Overwhelmed, Ms. Wylie said she has temporarily moved in with her A.P. history teacher, who is now retired. It was the only way she could do her homework and complete college applications, she said.

“The Camp Fire tore up more than just my town; it took away my peace of mind,” she said. “Everything for the rest of my life is going to be affected by this.”

[Read: After a Wildfire, Rebuilding Life Can Be Hardest for the Oldest]

For the Class of 2019, there will be the time before the Camp Fire, and the time after. One event last weekend stood out for its normalcy: a college seminar at the Chico Marriott, where volunteers helped students fill out applications and financial aid forms. But despite how ordinary it felt, it also highlighted the challenges of planning ahead.

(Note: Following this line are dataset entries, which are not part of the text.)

// SPDX-License-Identifier: MIT OR Apache-2.0
//! Record parsing and trial aggregation.
//!
//! Input is CSV with a single header row whose first cell is the literal `N`.
//! Every other row is numeric: three size dimensions `n, r, m` followed by one
//! measured value per metric column. Each value becomes a throughput sample
//! `n * r * m / value` in the bucket for its size key and metric.

use crate::bucket::TrialBuckets;
use crate::coord::SizeKey;
use crate::error::{Result, TrialError};
use std::io::Read;
use tracing::{debug, info, trace};

/// First cell of the header row
pub const HEADER_MARKER: &str = "N";

/// Number of leading size columns (`n`, `r`, `m`)
pub const KEY_COLUMNS: usize = 3;

/// Column names declared by the `N` row
#[derive(Debug, Clone, PartialEq, Eq)]
pub struct Header {
    names: Vec<String>,
    line: u64,
}

impl Header {
    /// Build a header from its trimmed cells, marker included
    #[must_use]
    pub fn new(names: Vec<String>, line: u64) -> Self {
        Self { names, line }
    }

    /// Number of cells, marker included
    #[must_use]
    pub fn len(&self) -> usize {
        self.names.len()
    }

    /// Whether the header has no cells
    #[must_use]
    pub fn is_empty(&self) -> bool {
        self.names.is_empty()
    }

    /// Line the header was read from
    #[must_use]
    pub const fn line(&self) -> u64 {
        self.line
    }

    /// Metric names, first occurrence only, in column order
    #[must_use]
    pub fn metric_names(&self) -> Vec<&str> {
        let mut seen: Vec<&str> = Vec::new();
        for name in self.names.iter().skip(KEY_COLUMNS) {
            if !seen.contains(&name.as_str()) {
                seen.push(name);
            }
        }
        seen
    }
}

/// Result of a complete aggregation pass
#[derive(Debug, Clone, Default, PartialEq)]
pub struct Aggregation {
    /// Header row, if the input had one
    pub header: Option<Header>,
    /// Trial buckets built from every data row
    pub buckets: TrialBuckets,
    /// Number of data rows consumed
    pub rows: usize,
}

/// Incremental aggregator over parsed records
#[derive(Debug, Default)]
pub struct Aggregator {
    header: Option<Header>,
    buckets: TrialBuckets,
    rows: usize,
}

impl Aggregator {
    /// Create an aggregator with no header and empty buckets
    #[must_use]
    pub fn new() -> Self {
        Self::default()
    }

    /// Consume one record.
    ///
    /// A data row is validated in full before any of its values are recorded,
    /// so a failing row leaves the buckets untouched.
    ///
    /// # Errors
    ///
    /// Returns [`TrialError::MissingHeader`] for any row before the header,
    /// [`TrialError::DuplicateHeader`] for a second header,
    /// [`TrialError::Parse`] for non-numeric cells,
    /// [`TrialError::TooFewColumns`] for rows without a metric value, and
    /// [`TrialError::UnnamedColumn`] for rows wider than the header.
    pub fn push_record<'a, I>(&mut self, line: u64, fields: I) -> Result<()>
    where
        I: IntoIterator<Item = &'a str>,
    {
        let fields: Vec<&str> = fields.into_iter().map(str::trim).collect();

        if fields.first() == Some(&HEADER_MARKER) {
            if let Some(first) = &self.header {
                return Err(TrialError::DuplicateHeader {
                    line,
                    first_line: first.line,
                });
            }
            debug!(line, columns = fields.len(), "header row");
            self.header = Some(Header::new(
                fields.iter().map(|&f| f.to_owned()).collect(),
                line,
            ));
            return Ok(());
        }

        let Some(header) = self.header.as_ref() else {
            return Err(TrialError::MissingHeader { line });
        };

        let values = fields
            .iter()
            .enumerate()
            .map(|(column, field)| {
                field.parse::<f64>().map_err(|_| TrialError::Parse {
                    line,
                    column,
                    value: (*field).to_owned(),
                })
            })
            .collect::<Result<Vec<f64>>>()?;

        if values.len() <= KEY_COLUMNS {
            return Err(TrialError::TooFewColumns {
                line,
                found: values.len(),
            });
        }

        if values.len() > header.len() {
            return Err(TrialError::UnnamedColumn {
                line,
                column: header.len(),
                header_len: header.len(),
            });
        }

        let key = SizeKey::new(values[0], values[1], values[2]);
        let ops = key.ops();
        for (metric, &value) in header.names.iter().zip(&values).skip(KEY_COLUMNS) {
            trace!(line, %key, metric = metric.as_str(), value, "trial");
            self.buckets.push(key, metric, ops / value);
        }
        self.rows += 1;
        Ok(())
    }

    /// Finish the pass
    #[must_use]
    pub fn finish(self) -> Aggregation {
        info!(
            rows = self.rows,
            keys = self.buckets.key_count(),
            "aggregated trials"
        );
        Aggregation {
            header: self.header,
            buckets: self.buckets,
            rows: self.rows,
        }
    }
}

/// Aggregate every record of a CSV stream.
///
/// Fields are trimmed and rows may differ in width; blank lines are skipped.
///
/// # Errors
///
/// Returns the first framing, I/O, or record error; see
/// [`Aggregator::push_record`].
pub fn aggregate_reader<R: Read>(reader: R) -> Result<Aggregation> {
    let mut reader = csv::ReaderBuilder::new()
        .has_headers(false)
        .flexible(true)
        .trim(csv::Trim::All)
        .from_reader(reader);

    let mut aggregator = Aggregator::new();
    for record in reader.records() {
        let record = record?;
        let line = record.position().map_or(0, csv::Position::line);
        aggregator.push_record(line, record.iter())?;
    }
    Ok(aggregator.finish())
}

/// Aggregate CSV text held in memory
///
/// # Errors
///
/// See [`aggregate_reader`].
pub fn aggregate_str(input: &str) -> Result<Aggregation> {
    aggregate_reader(input.as_bytes())
}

“These kids want to put down an address for a house that no longer stands,” said Elizabeth Stone, an independent college consultant who organized the seminar.

With her house untouched by the fire, Julionna Keers is luckier than most of her classmates at Paradise High. She lived in Magalia, a town up the road from Paradise that escaped heavy damage but was completely evacuated by authorities. In the ensuing chaos, Ms. Keers missed the S.A.T. on Dec. 1, which was the final scheduled exam that the California State University System allowed for applicants.

For now, Ms. Keers, who has a part-time job, is focused on more immediate issues, like helping her parents pay for their weekslong hotel bill, which their home insurance does not cover. “My mind’s always been on school, but now it’s making sure my family is going to be O.K.,” she said.

[See: ‘Hell on Earth’: The First 12 Hours of California’s Deadliest Wildfire]

Suffering from survivor’s guilt, Ms. Keers has busied herself by trying to help less fortunate friends. Last Friday night, she drove to a suburb of Sacramento, where the Del Oro High School had turned its state division championship football game into a fund-raiser for two of her classmates.

One student, Kaleb Nelson, a Paradise High football player and wrestler, was given a new generator, gift cards and enough donations to buy a used pickup truck. Later, in the glare of stadium lights, he cheered from the 20-yard-line in his white Paradise football jersey.

“It’s really good to see football again,” he said, giving his girlfriend, Adrianna Marciella Orozco, a hug.

It had been nearly a month since a neighbor pounded on his front door, screaming about the approaching wildfire. He ran barefoot toward his pickup truck, his girlfriend beside him, and inched along in traffic past woods wreathed in flames. His truck broke down shortly after they moved into his uncle’s trailer, which is parked on a Chico street and lacks electricity and running water.

Standing beside him, Ms. Orozco, 17, said she could not forget the inferno that killed her four dogs and made her family homeless again. Racked by flashbacks of the burning heat on her skin, she is rethinking her life after graduation. She had planned to attend a community college near Paradise, but now is considering a school in Arizona surrounded by desert.

“It’s too traumatizing to be around trees,” she said.